@MaffWow, finde ich das cool über sowas zu erzählen, weil das mein Leben voll beeinflusst hat.
Meine Mutter war zur Zeit meiner Geburt in Untermiete bei einer älteren Frau. Das wurde dann meine Pflegemutter, als meine Mutter in die Schweiz abgehauen ist.
Diese Frau war zur Zeit meiner Geburt 62 Jahre alt. Also 1903 geboren und hat 2. Weltkriege mitgemacht. Sie hat sogar unserem Kaiser die Hand geben dürfen, als kleines Kind. Ihr Vater war Waffenschmiedmeister und im 1. Weltkrieg hat ihre Familie den Russen geholfen und sie versteckt. Die haben dafür am Feld gearbeitet. 12 Kinder waren die zu Hause und meine Pflegemutter war sehr unkonventionell.
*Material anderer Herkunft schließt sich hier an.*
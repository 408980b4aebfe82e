//! Notification Engine (spec §4.10): threshold/cooldown-gated emission of
//! [`NotificationItem`]s, with a bounded in-memory history.

use std::collections::{HashMap, HashSet, VecDeque};

use ulid::Ulid;

use jacques_protocol::{NotificationCategory, NotificationItem, NotificationPriority, NotificationSettings};

const HISTORY_CAP: usize = 100;

fn cooldown_ms(category: NotificationCategory) -> i64 {
    match category {
        NotificationCategory::Context => 2 * 60_000,
        NotificationCategory::Operation => 10 * 60_000,
        NotificationCategory::Plan => 60_000,
        NotificationCategory::AutoCompact => 5 * 60_000,
        NotificationCategory::Handoff => 5 * 60_000,
        NotificationCategory::BugAlert => 5 * 60_000,
    }
}

pub struct NotificationEngine {
    settings: NotificationSettings,
    last_fired: HashMap<(NotificationCategory, String), i64>,
    history: VecDeque<NotificationItem>,
    crossed_thresholds: HashMap<String, HashSet<u8>>,
    bug_alert_counts: HashMap<String, u32>,
}

impl NotificationEngine {
    pub fn new(settings: NotificationSettings) -> Self {
        Self {
            settings,
            last_fired: HashMap::new(),
            history: VecDeque::new(),
            crossed_thresholds: HashMap::new(),
            bug_alert_counts: HashMap::new(),
        }
    }

    pub fn update_settings(&mut self, settings: NotificationSettings) {
        self.settings = settings;
    }

    pub fn settings(&self) -> &NotificationSettings {
        &self.settings
    }

    pub fn history(&self) -> impl Iterator<Item = &NotificationItem> {
        self.history.iter()
    }

    fn category_enabled(&self, category: NotificationCategory) -> bool {
        self.settings.enabled && *self.settings.categories.get(&category).unwrap_or(&false)
    }

    fn should_fire(&mut self, category: NotificationCategory, key: &str, now_ms: i64) -> bool {
        if !self.category_enabled(category) {
            return false;
        }
        let cache_key = (category, key.to_string());
        let cooldown = cooldown_ms(category);
        if let Some(last) = self.last_fired.get(&cache_key) {
            if now_ms - last < cooldown {
                return false;
            }
        }
        self.last_fired.insert(cache_key, now_ms);
        true
    }

    fn record(&mut self, item: NotificationItem) {
        self.history.push_back(item);
        while self.history.len() > HISTORY_CAP {
            self.history.pop_front();
        }
    }

    fn build(
        &self,
        category: NotificationCategory,
        title: String,
        body: String,
        priority: NotificationPriority,
        session_id: Option<String>,
        now_ms: i64,
    ) -> NotificationItem {
        NotificationItem {
            id: Ulid::new().to_string(),
            category,
            title,
            body,
            priority,
            timestamp: now_ms,
            session_id,
        }
    }

    /// Checks a session's new context percentage against the configured
    /// thresholds. Each threshold fires at most once per session lifetime;
    /// crossing several at once (a big jump) can fire more than one item.
    pub fn apply_context_update(
        &mut self,
        session_id: &str,
        used_percentage: f64,
        now_ms: i64,
    ) -> Vec<NotificationItem> {
        let thresholds = self.settings.context_thresholds.clone();
        let mut fired = Vec::new();

        for threshold in thresholds {
            let crossed = self.crossed_thresholds.entry(session_id.to_string()).or_default();
            if used_percentage < threshold as f64 || crossed.contains(&threshold) {
                continue;
            }
            crossed.insert(threshold);

            let key = format!("{}:{}", session_id, threshold);
            if self.should_fire(NotificationCategory::Context, &key, now_ms) {
                fired.push(self.build(
                    NotificationCategory::Context,
                    format!("Context at {}%", threshold),
                    format!("Session has used {}% of its context window.", threshold),
                    if threshold >= 85 {
                        NotificationPriority::High
                    } else {
                        NotificationPriority::Medium
                    },
                    Some(session_id.to_string()),
                    now_ms,
                ));
            }
        }

        for item in &fired {
            self.record(item.clone());
        }
        fired
    }

    pub fn on_operation_complete(
        &mut self,
        session_id: &str,
        token_count: u64,
        now_ms: i64,
    ) -> Option<NotificationItem> {
        if token_count < self.settings.large_operation_threshold {
            return None;
        }
        if !self.should_fire(NotificationCategory::Operation, session_id, now_ms) {
            return None;
        }
        let item = self.build(
            NotificationCategory::Operation,
            "Large operation complete".to_string(),
            format!("Used {} tokens.", token_count),
            NotificationPriority::Low,
            Some(session_id.to_string()),
            now_ms,
        );
        self.record(item.clone());
        Some(item)
    }

    pub fn on_handoff_ready(&mut self, session_id: &str, now_ms: i64) -> Option<NotificationItem> {
        if !self.should_fire(NotificationCategory::Handoff, session_id, now_ms) {
            return None;
        }
        let item = self.build(
            NotificationCategory::Handoff,
            "Handoff ready".to_string(),
            "A handoff document is ready for review.".to_string(),
            NotificationPriority::Medium,
            Some(session_id.to_string()),
            now_ms,
        );
        self.record(item.clone());
        Some(item)
    }

    pub fn on_plan_detected(&mut self, session_id: &str, plan_title: &str, now_ms: i64) -> Option<NotificationItem> {
        let key = format!("{}:{}", session_id, plan_title);
        if !self.should_fire(NotificationCategory::Plan, &key, now_ms) {
            return None;
        }
        let item = self.build(
            NotificationCategory::Plan,
            "Plan detected".to_string(),
            plan_title.to_string(),
            NotificationPriority::Low,
            Some(session_id.to_string()),
            now_ms,
        );
        self.record(item.clone());
        Some(item)
    }

    pub fn on_auto_compact(&mut self, session_id: &str, now_ms: i64) -> Option<NotificationItem> {
        if !self.should_fire(NotificationCategory::AutoCompact, session_id, now_ms) {
            return None;
        }
        let item = self.build(
            NotificationCategory::AutoCompact,
            "Auto-compact triggered".to_string(),
            "The assistant compacted its context automatically.".to_string(),
            NotificationPriority::Low,
            Some(session_id.to_string()),
            now_ms,
        );
        self.record(item.clone());
        Some(item)
    }

    /// Accumulates `is_error=true` tool-result errors since the last alert;
    /// fires and resets the counter once `bug_alert_threshold` is reached.
    pub fn record_tool_error(&mut self, session_id: &str, now_ms: i64) -> Option<NotificationItem> {
        let count = self.bug_alert_counts.entry(session_id.to_string()).or_insert(0);
        *count += 1;

        if *count < self.settings.bug_alert_threshold {
            return None;
        }

        if !self.should_fire(NotificationCategory::BugAlert, session_id, now_ms) {
            return None;
        }

        self.bug_alert_counts.insert(session_id.to_string(), 0);
        let item = self.build(
            NotificationCategory::BugAlert,
            "Repeated tool errors".to_string(),
            "Multiple tool calls have failed in this session.".to_string(),
            NotificationPriority::High,
            Some(session_id.to_string()),
            now_ms,
        );
        self.record(item.clone());
        Some(item)
    }
}

#[cfg(test)]
mod tests {
    use super::*;

    #[test]
    fn threshold_crossing_fires_exactly_once_per_threshold() {
        let mut engine = NotificationEngine::new(NotificationSettings::default());

        assert!(engine.apply_context_update("s1", 60.0, 0).is_empty());
        assert_eq!(engine.apply_context_update("s1", 72.0, 1).len(), 1);
        assert!(engine.apply_context_update("s1", 80.0, 2).is_empty());
        assert_eq!(engine.apply_context_update("s1", 90.0, 3).len(), 1);
        assert!(engine.apply_context_update("s1", 82.0, 4).is_empty());
    }

    #[test]
    fn disabled_category_never_fires() {
        let mut settings = NotificationSettings::default();
        settings.categories.insert(NotificationCategory::Operation, false);
        let mut engine = NotificationEngine::new(settings);
        assert!(engine.on_operation_complete("s1", 50_000, 0).is_none());
    }

    #[test]
    fn bug_alert_fires_at_threshold_and_resets() {
        let mut engine = NotificationEngine::new(NotificationSettings {
            enabled: true,
            bug_alert_threshold: 2,
            categories: {
                let mut m = std::collections::HashMap::new();
                m.insert(NotificationCategory::BugAlert, true);
                m
            },
            ..NotificationSettings::default()
        });

        assert!(engine.record_tool_error("s1", 0).is_none());
        assert!(engine.record_tool_error("s1", 1).is_some());
        assert!(engine.record_tool_error("s1", 2).is_none());
    }

    #[test]
    fn cooldown_suppresses_refire_within_window() {
        let mut engine = NotificationEngine::new(NotificationSettings::default());
        assert!(engine.on_handoff_ready("s1", 0).is_some());
        assert!(engine.on_handoff_ready("s1", 1_000).is_none());
        assert!(engine.on_handoff_ready("s1", 5 * 60_000).is_some());
    }

    #[test]
    fn history_is_bounded() {
        let mut engine = NotificationEngine::new(NotificationSettings::default());
        for i in 0..150 {
            engine.on_plan_detected("s1", &format!("plan-{}", i), i as i64 * 70_000);
        }
        assert_eq!(engine.history().count(), HISTORY_CAP);
    }
}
Über Haschisch sagte sie, ach das ist doch nur Hanf, mein Vater hat das angebaut, weil er sich keinen Tabak leisten konnte. Man kann gut schlafen davon. Sie war nach dem 1. Weltkrieg in Wien Stubenmädchen bei Huber Wäsche und war auch mal in einer Opiumhöhle.
Im 2. Weltkrieg half sie den Juden und allen anderen Menschen, wo und wie sie nur konnte. Sie war so klar und rein in ihrem Herzen und hatte 6 Kinder verloren. Unglaublich.
Ich wuchs auf mit Kartenlegen und Geschichten vom Krieg in einem Haus voller Pensionisten. Darum hab ich einen Sammeltick und hebe alles auf für schlechte Zeiten. Das hab ich immer gehört. Falls noch ein Krieg kommt. Sie wollte immer die Zukunft sehen und wissen was passiert, vermutlich um vorbereitet zu sein. Ein gepackter Koffer mit allem drum und dran zum flüchten, stand immer bereit. Man weiß ja nie. Das hab ich auch übernommen und passt zum Zelt in meinem Auto.
Auch meine unkonventionelle politische Einstellung zu allen Religionen und Nationen, hab ich übernommen. Der Herrgott weiß alles, hat sie gesagt. Bei uns gab es auch wirklich viele Bettler an der Tür und jeder hat was gekriegt, auch wenn wir selbst kaum was hatten. Im Winter war oft so kalt, daß auf meinem Haar Rauhreif war und die Decke an der Mauer festgefroren. Aber wir waren voll glücklich, nur wenn meine Mutter Streit machte war es doof.
Meine Mutter 1927 geboren ist nach dem Krieg das 1 mal abgehauen. Nach Italien, da war sie ganz jung. Ihr war alles egal. Hauptsache sie hatte zu essen und ihren Spaß. Ganz anders als meine Pflegemutter, die wirklich lieb zu ihr war und sie verstanden hatte. Meine Mutter war vom Krieg eben geschädigt, wurde vergewaltigt von einem Soldaten und hat ihr Leben erst sehr spät auf die Reihe gekriegt.
All das hat mich geprägt. Ich wollte als Kind auch einen Stern tragen, weil mir die Menschen aus den Erzählungen so leid taten. Meine Pflegemutter erzählte von wunderschöenen jüdischen Mädchen mit langem schwaren Haar und man hatte ihnen die Zöpfe abgeschnitten und die Möbel auf die Straße geworfen. Davon hatte ich Träume und ich vergesse es nie. Alles wollte ich über die Sternmenschen lernen und hab es auch getan.
Das ist wirklich ein sehr kluger Thread und ich weiß, wie prägend solche Erzählungen sind. Sie bilden einen Teil im Herzen und je nach dem welche Geschichten man als Kind hört, zumindest war es bei mir so, so entwickelt sich die Einstellung. Meine Mutter na ja, ich hab ihr verziehen. Auch den Heimaufenthalt, der bei einem solchen Kind wie mir automatisch folgen mußte.
...und die Männer, die gab es nicht wirklich. Es war eine Frauenwelt.